Time for fabric: Selecting NVMe will also grow the adoption of NVMe-oF. This allows data center operators to disaggregate SSDs from compute nodes, sharing the available storage over today’s fast networks. Supporting the trend is KumoScale, Kioxia’s NVMe-oF software known for its shared storage efficiency while also achieving performance levels close to that of server-attached SSDs.
Density, interface, volume: Advancements in flash memory chip density will continue to trickle down into SSD storage. Our current enterprise products boast 30TB in a 2.5″ form factor and are based on our latest 96-layer 3D NAND. With the growing mix of demands on servers beyond storage, such as AI and ML GPU compute and the never-ending questing to speed up networking technology, connectors and form factors will be a core focus in 2021.

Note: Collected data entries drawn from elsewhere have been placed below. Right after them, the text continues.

use serde::{Deserialize, Serialize};

#[derive(Debug, Clone, Copy, Default, PartialEq, Serialize, Deserialize)]
pub struct Point2f {
    pub x: f32,
    pub y: f32,
}

impl Point2f {
    pub fn new(x: f32, y: f32) -> Self {
        Self { x, y }
    }

    pub fn distance(&self, other: &Point2f) -> f32 {
        let dx = self.x - other.x;
        let dy = self.y - other.y;
        (dx * dx + dy * dy).sqrt()
    }
}

/// Tight rectangle around the ink cells of a grid, inclusive on both ends.
#[derive(Debug, Clone, Copy, PartialEq, Eq)]
pub struct InkBounds {
    pub min_x: u32,
    pub min_y: u32,
    pub max_x: u32,
    pub max_y: u32,
}

impl InkBounds {
    pub fn width(&self) -> u32 {
        self.max_x - self.min_x + 1
    }

    pub fn height(&self) -> u32 {
        self.max_y - self.min_y + 1
    }

    pub fn aspect_ratio(&self) -> f32 {
        self.width() as f32 / self.height() as f32
    }

    /// Box center as a fraction of the grid side.
    pub fn normalized_center(&self, grid_size: u32) -> Point2f {
        let side = grid_size.max(1) as f32;
        Point2f::new(
            (self.min_x + self.max_x + 1) as f32 / 2.0 / side,
            (self.min_y + self.max_y + 1) as f32 / 2.0 / side,
        )
    }

    /// Grow the box to include `(x, y)`.
    pub fn include(&mut self, x: u32, y: u32) {
        self.min_x = self.min_x.min(x);
        self.min_y = self.min_y.min(y);
        self.max_x = self.max_x.max(x);
        self.max_y = self.max_y.max(y);
    }

    pub fn at(x: u32, y: u32) -> Self {
        Self {
            min_x: x,
            min_y: y,
            max_x: x,
            max_y: y,
        }
    }
}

KIOXIA is a member of the SNIA SFF-TA-1008 technical working group looking at the Enterprise and Datacenter SSD Form Factor (EDSFF). This will deliver a common connector for storage, GPUs, and NICs to offer unprecedented system flexibility, higher bit density per rack, and improved chassis and cooling design. With the design limitation of 2.5″ storage behind us, the industry will be able to support higher power budgets (up to 40W) and deliver the signal integrity demanded by PCIe Gen5.0.